Likewise, consciousness can be looked upon as an emergent property, but I disagree with those who say only humans have consciousness: I think all living things have their own degree of consciousness. In the same way I think some human beings are more conscious: more immersed and engaged in their reality, more aware of the other possibilities that exist outside the moving "point" of their tiny space-time window... than others.

Are There Really Fourteen Dimensions?
Earlier this month there were news stories about a new "theory of everything" that encompasses fourteen dimensions: here's a brief article which includes links to other more in-depth reporting. How's this for an interesting thought: with this project I've always argued that "time" is a way of thinking about change from state to state within any dimension, and that's why it works to acknowledge there are ten spatial dimensions plus time. But it's also useful to think that for our unique situation, living in a universe with physical atoms and molecules that are embedded within a 3D membrane, there is definitely something about our own experience of time which makes it appear to only be a function of 4D space-time. Would my dimensional analysis make any more sense if we accept that we have our own unique viewpoint of that concept of "time"? Perhaps it's better if we acknowledge the fact that from our perspective time and space are most definitely intimately intertwined.

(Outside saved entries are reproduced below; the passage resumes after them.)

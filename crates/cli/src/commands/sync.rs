// Writing registered servers into AI client configs

use crate::config::CliConfig;
use anyhow::{Context, Result};
use mcphub_core::platform::{Platform, PlatformStatus, PlatformSync, SyncPlan, SyncReport};
use mcphub_core::registry::ServerRegistry;

/// Requested platforms, or every enabled platform that looks installed
pub fn target_platforms(config: &CliConfig, requested: &[String]) -> Result<Vec<PlatformSync>> {
    if !requested.is_empty() {
        return requested
            .iter()
            .map(|id| config.platform_sync(id.parse::<Platform>()?))
            .collect();
    }

    let mut targets = Vec::new();
    for platform in Platform::ALL {
        if !config.platform_enabled(platform) {
            continue;
        }
        match config.platform_sync(platform) {
            Ok(sync) if sync.detected() => targets.push(sync),
            Ok(sync) => {
                tracing::debug!(platform = %platform, path = %sync.path().display(), "Platform not detected")
            }
            Err(e) => tracing::debug!(platform = %platform, error = %e, "Skipping platform"),
        }
    }
    Ok(targets)
}

pub fn platforms(config: &CliConfig) {
    println!("{:<16} {:<16} {:<9} CONFIG", "ID", "NAME", "DETECTED");
    for platform in Platform::ALL {
        let (path, detected) = match config.platform_sync(platform) {
            Ok(sync) => (sync.path().display().to_string(), sync.detected()),
            Err(_) => ("-".to_string(), false),
        };
        let detected = match (detected, config.platform_enabled(platform)) {
            (_, false) => "disabled",
            (true, true) => "yes",
            (false, true) => "no",
        };
        println!(
            "{:<16} {:<16} {:<9} {}",
            platform.id(),
            platform.display_name(),
            detected,
            path
        );
    }
}

fn describe_plan(plan: &SyncPlan) -> String {
    let mut parts = Vec::new();
    for (label, names) in [
        ("add", &plan.added),
        ("update", &plan.updated),
        ("remove", &plan.removed),
    ] {
        if !names.is_empty() {
            parts.push(format!("{} {}", label, names.join(", ")));
        }
    }
    if parts.is_empty() {
        "up to date".to_string()
    } else {
        parts.join("; ")
    }
}

/// Plan (dry run) or apply the registry to each target.
///
/// The registry is saved after every successful apply, so a failing target
/// never loses track of entries already written to earlier ones.
pub fn sync(
    registry: &mut ServerRegistry,
    targets: &[PlatformSync],
    dry_run: bool,
) -> Result<Vec<SyncReport>> {
    let mut reports = Vec::with_capacity(targets.len());
    for target in targets {
        let report = if dry_run {
            SyncReport {
                platform: target.platform(),
                path: target.path().to_path_buf(),
                plan: target.plan(registry)?,
                backup: None,
                written: false,
            }
        } else {
            let report = target
                .apply(registry)
                .with_context(|| format!("Failed to sync {}", target.platform().display_name()))?;
            registry.save()?;
            report
        };
        reports.push(report);
    }
    Ok(reports)
}

pub fn print_reports(reports: &[SyncReport], dry_run: bool) {
    if reports.is_empty() {
        println!("No platforms detected. Use --platform to choose one explicitly.");
        return;
    }
    for report in reports {
        let prefix = if dry_run { "would " } else { "" };
        let plan = describe_plan(&report.plan);
        let plan = if report.plan.has_changes() {
            format!("{}{}", prefix, plan)
        } else {
            plan
        };
        println!(
            "{:<16} {} ({})",
            report.platform.display_name(),
            plan,
            report.path.display()
        );
        if let Some(backup) = &report.backup {
            println!("{:<16} backup: {}", "", backup.display());
        }
    }
}

pub fn status(registry: &ServerRegistry, targets: &[PlatformSync]) -> Result<Vec<PlatformStatus>> {
    targets.iter().map(|t| t.status(registry)).collect()
}

pub fn print_status(statuses: &[PlatformStatus]) {
    for status in statuses {
        println!("{} ({})", status.platform.display_name(), status.path.display());
        if !status.exists {
            println!("  config file does not exist yet");
        }
        for (label, names) in [
            ("in sync", &status.in_sync),
            ("missing", &status.missing),
            ("outdated", &status.outdated),
            ("stale", &status.stale),
            ("unmanaged", &status.foreign),
        ] {
            if !names.is_empty() {
                println!("  {:<10} {}", label, names.join(", "));
            }
        }
    }
}
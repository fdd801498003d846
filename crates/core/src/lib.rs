// Core functionality for mcphub: document conversion, world context,
// server manifests, the server registry and platform sync

pub mod context;
pub mod document;
pub mod generator;
pub mod manifest;
pub mod platform;
pub mod registry;

pub use document::{ConversionOptions, Document, DocumentError, OutputFormat};
pub use manifest::ServerManifest;
pub use platform::{Platform, PlatformSync};
pub use registry::{ServerEntry, ServerRegistry};
//! Workflow transitions of an issue.

use super::API_PREFIX;
use crate::client::JiraClient;
use crate::error::JiraResult;
use crate::types::{validate_issue_key, Transition};
use serde::Deserialize;
use serde_json::json;

pub struct TransitionsApi<'a> {
    client: &'a JiraClient,
}

impl<'a> TransitionsApi<'a> {
    pub(crate) fn new(client: &'a JiraClient) -> Self {
        Self { client }
    }

    /// Transitions available from the issue's current status.
    pub async fn list(&self, key: &str) -> JiraResult<Vec<Transition>> {
        validate_issue_key(key)?;
        let response: TransitionsResponse = self
            .client
            .http
            .get(&format!("{}/issue/{}/transitions", API_PREFIX, key))
            .await?;
        Ok(response.transitions)
    }

    /// Perform a transition, optionally leaving a comment.
    pub async fn perform(
        &self,
        key: &str,
        transition_id: &str,
        comment: Option<&str>,
    ) -> JiraResult<()> {
        validate_issue_key(key)?;
        let mut body = json!({ "transition": { "id": transition_id } });
        if let Some(comment) = comment {
            body["update"] = json!({ "comment": [{ "add": { "body": comment } }] });
        }
        self.client
            .http
            .post_no_response(&format!("{}/issue/{}/transitions", API_PREFIX, key), &body)
            .await
    }
}

#[derive(Debug, Deserialize)]
struct TransitionsResponse {
    #[serde(default)]
    transitions: Vec<Transition>,
}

Where does that lead us? Suddenly we find ourselves with a way of thinking about ten spatial dimensions plus the moving 4D point we call the arrow of time. Is this a way to accomodate fourteen dimensions? Perhaps. By counting our 4D Minkowski "Block Universe" space separately (since that is what our unique experience within the multiverse reveals itself to be, as its own self-contained structure), the whole discussion of temporal vs spatial dimensions might be less confusing for some: in doing so, the ten spatial dimensions all become nothing more than patterns of information that are orthogonal to one another, and our movement is just that: movement through those patterns of information. Moving through a map doesn't change the map, but moving through a map does provide different experiences as we move from position to position.

Still, no matter how you slice and dice it, the concept of "everything" remains as our goal line. So to the question of "what's beyond everything?" I would say the answer is this: nothing. For more about how that connects to the underlying symmetry from which our universe or any other springs, here's one of my favorite videos from this project: Imagining the Zeroth Dimension.

Enjoy the journey!

Rob Bryanton

Sunday, June 2, 2013

Just what IS a dimension?

A direct link to the above video can be found at http://www.youtube.com/watch?v=RmQqDJwnmAw

The above video is about a meme that has risen in popularity this year: "it's incorrect to talk about imagining the fourth dimension, one should instead talk about 'imagining four dimensions' because these dimensions are all intertwined". My response is that's at best a semantics discussion, and at worse leads to the faulty conclusion that there is no difference between the degrees of freedom available to a 1D line versus a 2D plane and so on. Would I be saying different things if my project were called Imagining Ten Dimensions instead of Imagining the Tenth Dimension? No. Both are different ways of talking about the same idea. So, while it's all well and good to say "let's imagine ten dimensions", perhaps there's an even more basic question to ask before we begin:

"Just what IS a dimension?"! 

Let's take a look.

Very generally, if you wanted to describe all the possible states for a certain quality of something, that would be a dimension. We could create a database of temperature for a given location, and all possible temperatures for that location would be a dimension. But we would need to add a dimension if we also wanted to plot windspeed. And so, if this is the approach we are using to define the word "dimension", then there is no reason to assume there are only ten: couldn't there potentially be an infinite number of ways to describe something, and therefore an infinite number of dimensions?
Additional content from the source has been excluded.